• [What needs to be done]: Restate word for word the lines in the listing below, starting at the line containing "one is pinned." and ending at the line containing "let info: InfoResponse = self", both included; leave out the rest.
---*---
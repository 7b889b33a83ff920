//! HTTP client for one Elasticsearch/OpenSearch index.
//!
//! Wraps the handful of REST endpoints a dump needs: cluster info,
//! search/scroll, bulk, and index mapping/settings. Every call maps a
//! transport failure onto the error kind of the endpoint's [`Role`].

use reqwest::header::{AUTHORIZATION, CONTENT_TYPE};
use reqwest::{Client, Method, RequestBuilder, Response, StatusCode};
use serde::de::DeserializeOwned;
use serde::Deserialize;
use serde_json::{json, Value};
use std::collections::HashMap;
use std::fmt;
use std::time::Duration;
use tracing::{debug, info};

use crate::config::{TransferOptions, VersionSelector};
use crate::endpoint::{ClusterEndpoint, Role};
use crate::error::{Error, Result};
use crate::model::Record;

/// Validity window requested for scroll contexts.
pub const SCROLL_KEEP_ALIVE: &str = "10m";

/// Timeout for releasing a scroll context, independent of the run.
pub const RELEASE_TIMEOUT: Duration = Duration::from_secs(3);

const CONNECT_TIMEOUT: Duration = Duration::from_secs(10);

/// Engine major version, as far as the wire format cares.
#[derive(Debug, Clone, Copy, PartialEq, Eq)]
pub enum ClusterVersion {
    /// 6.x: bulk actions carry `_type`.
    V6,
    /// 7.x and OpenSearch.
    V7,
    /// 8.x and later.
    V8,
}

impl ClusterVersion {
    /// Parses a `version.number` string such as `"7.17.3"`.
    #[must_use]
    pub fn from_number(number: &str) -> Option<Self> {
        let major: u32 = number.trim().split('.').next()?.parse().ok()?;
        match major {
            6 => Some(Self::V6),
            7 => Some(Self::V7),
            m if m >= 8 => Some(Self::V8),
            _ => None,
        }
    }

    /// The pinned version for a selector, or `None` for auto-detection.
    #[must_use]
    pub const fn from_selector(selector: VersionSelector) -> Option<Self> {
        match selector {
            VersionSelector::Auto => None,
            VersionSelector::V6 => Some(Self::V6),
            VersionSelector::V7 => Some(Self::V7),
            VersionSelector::V8 => Some(Self::V8),
        }
    }

    /// True when bulk action lines need a document type.
    #[must_use]
    pub const fn requires_doc_type(self) -> bool {
        matches!(self, Self::V6)
    }
}

impl fmt::Display for ClusterVersion {
    fn fmt(&self, f: &mut fmt::Formatter<'_>) -> fmt::Result {
        match self {
            Self::V6 => f.write_str("6"),
            Self::V7 => f.write_str("7"),
            Self::V8 => f.write_str("8"),
        }
    }
}

/// Connection settings shared by every request of one client.
#[derive(Debug, Clone)]
pub struct ClientOptions {
    /// Per-request timeout.
    pub timeout: Duration,
    /// Accept invalid TLS certificates.
    pub accept_invalid_certs: bool,
    /// API key, takes precedence over URL credentials.
    pub api_key: Option<String>,
    /// Version to speak, or auto-detect.
    pub version: VersionSelector,
}

impl ClientOptions {
    /// Client options for one side of a transfer.
    #[must_use]
    pub fn for_role(options: &TransferOptions, role: Role) -> Self {
        Self {
            timeout: Duration::from_secs(options.timeout_secs),
            accept_invalid_certs: options.accept_invalid_certs,
            api_key: options.api_key.clone(),
            version: match role {
                Role::Input => options.input_version,
                Role::Output => options.output_version,
            },
        }
    }
}

impl Default for ClientOptions {
    fn default() -> Self {
        Self {
            timeout: Duration::from_secs(30),
            accept_invalid_certs: false,
            api_key: None,
            version: VersionSelector::Auto,
        }
    }
}

/// Search (and scroll) response.
#[derive(Debug, Default, Deserialize)]
pub struct SearchResponse {
    /// Scroll context id, present when the search opened or used one.
    #[serde(rename = "_scroll_id", default)]
    pub scroll_id: Option<String>,
    /// Hits container.
    #[serde(default)]
    pub hits: Hits,
}

/// Hits container of a search response.
#[derive(Debug, Default, Deserialize)]
pub struct Hits {
    /// Matching documents, in result order.
    #[serde(default)]
    pub hits: Vec<Record>,
}

/// Bulk response.
#[derive(Debug, Default, Deserialize)]
pub struct BulkResponse {
    /// True when at least one item failed.
    #[serde(default)]
    pub errors: bool,
    /// One entry per action, keyed by action name.
    #[serde(default)]
    pub items: Vec<HashMap<String, BulkItem>>,
}

/// Result of a single bulk action.
#[derive(Debug, Default, Deserialize)]
pub struct BulkItem {
    /// Document id.
    #[serde(rename = "_id", default)]
    pub id: Option<String>,
    /// HTTP status of the action.
    #[serde(default)]
    pub status: u16,
    /// Error object for failed actions.
    #[serde(default)]
    pub error: Option<Value>,
}

impl BulkItem {
    /// True when the action did not succeed.
    #[must_use]
    pub fn is_failure(&self) -> bool {
        self.status >= 300 || self.error.as_ref().is_some_and(|e| !e.is_null())
    }
}

impl BulkResponse {
    /// Failed items as `(id, reason)` pairs.
    #[must_use]
    pub fn failures(&self) -> Vec<(String, String)> {
        self.items
            .iter()
            .flat_map(HashMap::values)
            .filter(|item| item.is_failure())
            .map(|item| {
                let reason = item
                    .error
                    .as_ref()
                    .map_or_else(|| format!("status {}", item.status), error_reason);
                (item.id.clone().unwrap_or_default(), reason)
            })
            .collect()
    }
}

fn error_reason(error: &Value) -> String {
    match error.get("reason").and_then(Value::as_str) {
        Some(reason) => match error.get("type").and_then(Value::as_str) {
            Some(kind) => format!("{}: {}", kind, reason),
            None => reason.to_string(),
        },
        None => error.to_string(),
    }
}

#[derive(Debug, Deserialize)]
struct InfoResponse {
    version: VersionInfo,
}

#[derive(Debug, Deserialize)]
struct VersionInfo {
    number: String,
    #[serde(default)]
    distribution: Option<String>,
}

/// Creates a configured HTTP client.
///
/// # Errors
///
/// Returns a config error if the TLS backend cannot be initialised.
pub fn create_http_client(timeout: Duration, accept_invalid_certs: bool) -> Result<Client> {
    Client::builder()
        .timeout(timeout)
        .connect_timeout(CONNECT_TIMEOUT.min(timeout))
        .danger_accept_invalid_certs(accept_invalid_certs)
        .build()
        .map_err(|e| Error::Config(format!("Failed to build HTTP client: {}", e)))
}

/// Maps a non-success HTTP status onto an error for the given role.
pub fn handle_http_error(role: Role, status_code: u16, body: &str, operation: &str) -> Error {
    match status_code {
        401 | 403 => role.error(format!(
            "{} {} auth failed ({}): {}",
            role, operation, status_code, body
        )),
        429 => role.error(format!("{} {} rate limited: {}", role, operation, body)),
        _ => role.error(format!(
            "{} {} error {}: {}",
            role, operation, status_code, body
        )),
    }
}

/// Client bound to one cluster index.
#[derive(Debug, Clone)]
pub struct ClusterClient {
    http: Client,
    base_url: String,
    index: String,
    username: Option<String>,
    password: Option<String>,
    api_key: Option<String>,
    version: ClusterVersion,
    role: Role,
}

impl ClusterClient {
    /// Connects to a cluster, detecting its version unless one is pinned.
    ///
    /// # Errors
    ///
    /// Returns a source or sink error (by role) if the cluster cannot be
    /// reached or reports an unsupported version.
    pub async fn connect(
        endpoint: &ClusterEndpoint,
        role: Role,
        options: &ClientOptions,
    ) -> Result<Self> {
        let mut client = Self {
            http: create_http_client(options.timeout, options.accept_invalid_certs)?,
            base_url: endpoint.base_url.trim_end_matches('/').to_string(),
            index: endpoint.index.clone(),
            username: endpoint.username.clone(),
            password: endpoint.password.clone(),
            api_key: options.api_key.clone(),
            version: ClusterVersion::V7,
            role,
        };

        client.version = match ClusterVersion::from_selector(options.version) {
            Some(pinned) => pinned,
            None => client.detect_version().await?,
        };

        info!(
            "Connected to {} cluster {} (index={}, version={})",
            role, client.base_url, client.index, client.version
        );

        Ok(client)
    }

    /// Target index.
    #[must_use]
    pub fn index(&self) -> &str {
        &self.index
    }

    /// Negotiated engine version.
    #[must_use]
    pub fn version(&self) -> ClusterVersion {
        self.version
    }

    /// Which side of the transfer this client serves.
    #[must_use]
    pub fn role(&self) -> Role {
        self.role
    }

    /// Reads `version.number` from the cluster root.
    ///
    /// # Errors
    ///
    /// Returns an error if the request fails or the version is unsupported.
    pub async fn detect_version(&self) -> Result<ClusterVersion> {
        let url = format!("{}/", self.base_url);
        let info: InfoResponse = self
            .send_json(self.request(Method::GET, &url), "info")
            .await?;

        if info
            .version
            .distribution
            .as_deref()
            .is_some_and(|d| d.eq_ignore_ascii_case("opensearch"))
        {
            debug!("OpenSearch {} detected, using 7.x protocol", info.version.number);
            return Ok(ClusterVersion::V7);
        }

        ClusterVersion::from_number(&info.version.number).ok_or_else(|| {
            self.role.error(format!(
                "unsupported {} cluster version: {}",
                self.role, info.version.number
            ))
        })
    }

    /// Runs a search against the index, opening a scroll context when
    /// `scroll` is set.
    ///
    /// # Errors
    ///
    /// Returns an error on transport failure, non-success status or a
    /// malformed body.
    pub async fn search(&self, body: &Value, scroll: bool) -> Result<SearchResponse> {
        let url = format!("{}/{}/_search", self.base_url, self.index);
        let mut req = self.request(Method::POST, &url).json(body);
        if scroll {
            req = req.query(&[("scroll", SCROLL_KEEP_ALIVE)]);
        }
        self.send_json(req, "search").await
    }

    /// Fetches the next page of an open scroll context.
    ///
    /// # Errors
    ///
    /// Returns an error on transport failure, non-success status or a
    /// malformed body.
    pub async fn scroll(&self, scroll_id: &str) -> Result<SearchResponse> {
        let url = format!("{}/_search/scroll", self.base_url);
        let body = json!({ "scroll": SCROLL_KEEP_ALIVE, "scroll_id": scroll_id });
        self.send_json(self.request(Method::POST, &url).json(&body), "scroll")
            .await
    }

    /// Releases a scroll context. Bounded by [`RELEASE_TIMEOUT`].
    ///
    /// # Errors
    ///
    /// Returns an error if the cluster rejects the request. A context that
    /// is already gone is not an error.
    pub async fn clear_scroll(&self, scroll_id: &str) -> Result<()> {
        let url = format!("{}/_search/scroll", self.base_url);
        let body = json!({ "scroll_id": [scroll_id] });
        let req = self
            .request(Method::DELETE, &url)
            .json(&body)
            .timeout(RELEASE_TIMEOUT);

        let response = req
            .send()
            .await
            .map_err(|e| self.role.error(format!("clear scroll request failed: {}", e)))?;

        if response.status() == StatusCode::NOT_FOUND {
            debug!("scroll context already released");
            return Ok(());
        }
        check_status(self.role, response, "clear scroll").await?;
        Ok(())
    }

    /// Sends a newline-delimited bulk body.
    ///
    /// # Errors
    ///
    /// Returns an error if the whole request fails. Per-item failures are
    /// reported in the response.
    pub async fn bulk(&self, body: String) -> Result<BulkResponse> {
        let url = format!("{}/_bulk", self.base_url);
        let req = self
            .request(Method::POST, &url)
            .header(CONTENT_TYPE, "application/x-ndjson")
            .body(body);
        self.send_json(req, "bulk").await
    }

    /// `GET /{index}/_mapping`.
    ///
    /// # Errors
    ///
    /// Returns an error on transport failure or non-success status.
    pub async fn get_mapping(&self) -> Result<Value> {
        let url = format!("{}/{}/_mapping", self.base_url, self.index);
        self.send_json(self.request(Method::GET, &url), "get mapping")
            .await
    }

    /// `GET /{index}/_settings`.
    ///
    /// # Errors
    ///
    /// Returns an error on transport failure or non-success status.
    pub async fn get_settings(&self) -> Result<Value> {
        let url = format!("{}/{}/_settings", self.base_url, self.index);
        self.send_json(self.request(Method::GET, &url), "get settings")
            .await
    }

    /// `PUT /{index}` with a create-index body (mappings, settings).
    ///
    /// # Errors
    ///
    /// Returns an error on transport failure or non-success status.
    pub async fn create_index(&self, body: &Value) -> Result<()> {
        let url = format!("{}/{}", self.base_url, self.index);
        self.send(self.request(Method::PUT, &url).json(body), "create index")
            .await?;
        Ok(())
    }

    /// `PUT /{index}/_settings`.
    ///
    /// # Errors
    ///
    /// Returns an error on transport failure or non-success status.
    pub async fn put_settings(&self, body: &Value) -> Result<()> {
        let url = format!("{}/{}/_settings", self.base_url, self.index);
        self.send(self.request(Method::PUT, &url).json(body), "put settings")
            .await?;
        Ok(())
    }

    /// Builds an authenticated request.
    fn request(&self, method: Method, url: &str) -> RequestBuilder {
        let req = self.http.request(method, url);

        if let Some(api_key) = &self.api_key {
            req.header(AUTHORIZATION, format!("ApiKey {}", api_key))
        } else if let Some(user) = &self.username {
            req.basic_auth(user, self.password.as_deref())
        } else {
            req
        }
    }

    async fn send(&self, req: RequestBuilder, operation: &str) -> Result<Response> {
        let response = req
            .send()
            .await
            .map_err(|e| self.role.error(format!("{} request failed: {}", operation, e)))?;
        check_status(self.role, response, operation).await
    }

    async fn send_json<T: DeserializeOwned>(
        &self,
        req: RequestBuilder,
        operation: &str,
    ) -> Result<T> {
        self.send(req, operation).await?.json::<T>().await.map_err(|e| {
            self.role
                .error(format!("Failed to parse {} response: {}", operation, e))
        })
    }
}

async fn check_status(role: Role, response: Response, operation: &str) -> Result<Response> {
    if response.status().is_success() {
        return Ok(response);
    }

    let status = response.status().as_u16();
    let body = response
        .text()
        .await
        .unwrap_or_else(|_| "Unknown error".to_string());
    Err(handle_http_error(role, status, &body, operation))
}

#[cfg(test)]
#[path = "cluster_tests.rs"]
mod tests;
---*---
• [Result]:
    /// Connects to a cluster, detecting its version unless one is pinned.
    ///
    /// # Errors
    ///
    /// Returns a source or sink error (by role) if the cluster cannot be
    /// reached or reports an unsupported version.
    pub async fn connect(
        endpoint: &ClusterEndpoint,
        role: Role,
        options: &ClientOptions,
    ) -> Result<Self> {
        let mut client = Self {
            http: create_http_client(options.timeout, options.accept_invalid_certs)?,
            base_url: endpoint.base_url.trim_end_matches('/').to_string(),
            index: endpoint.index.clone(),
            username: endpoint.username.clone(),
            password: endpoint.password.clone(),
            api_key: options.api_key.clone(),
            version: ClusterVersion::V7,
            role,
        };

        client.version = match ClusterVersion::from_selector(options.version) {
            Some(pinned) => pinned,
            None => client.detect_version().await?,
        };

        info!(
            "Connected to {} cluster {} (index={}, version={})",
            role, client.base_url, client.index, client.version
        );

        Ok(client)
    }

    /// Target index.
    #[must_use]
    pub fn index(&self) -> &str {
        &self.index
    }

    /// Negotiated engine version.
    #[must_use]
    pub fn version(&self) -> ClusterVersion {
        self.version
    }

    /// Which side of the transfer this client serves.
    #[must_use]
    pub fn role(&self) -> Role {
        self.role
    }

    /// Reads `version.number` from the cluster root.
    ///
    /// # Errors
    ///
    /// Returns an error if the request fails or the version is unsupported.
    pub async fn detect_version(&self) -> Result<ClusterVersion> {
        let url = format!("{}/", self.base_url);
        let info: InfoResponse = self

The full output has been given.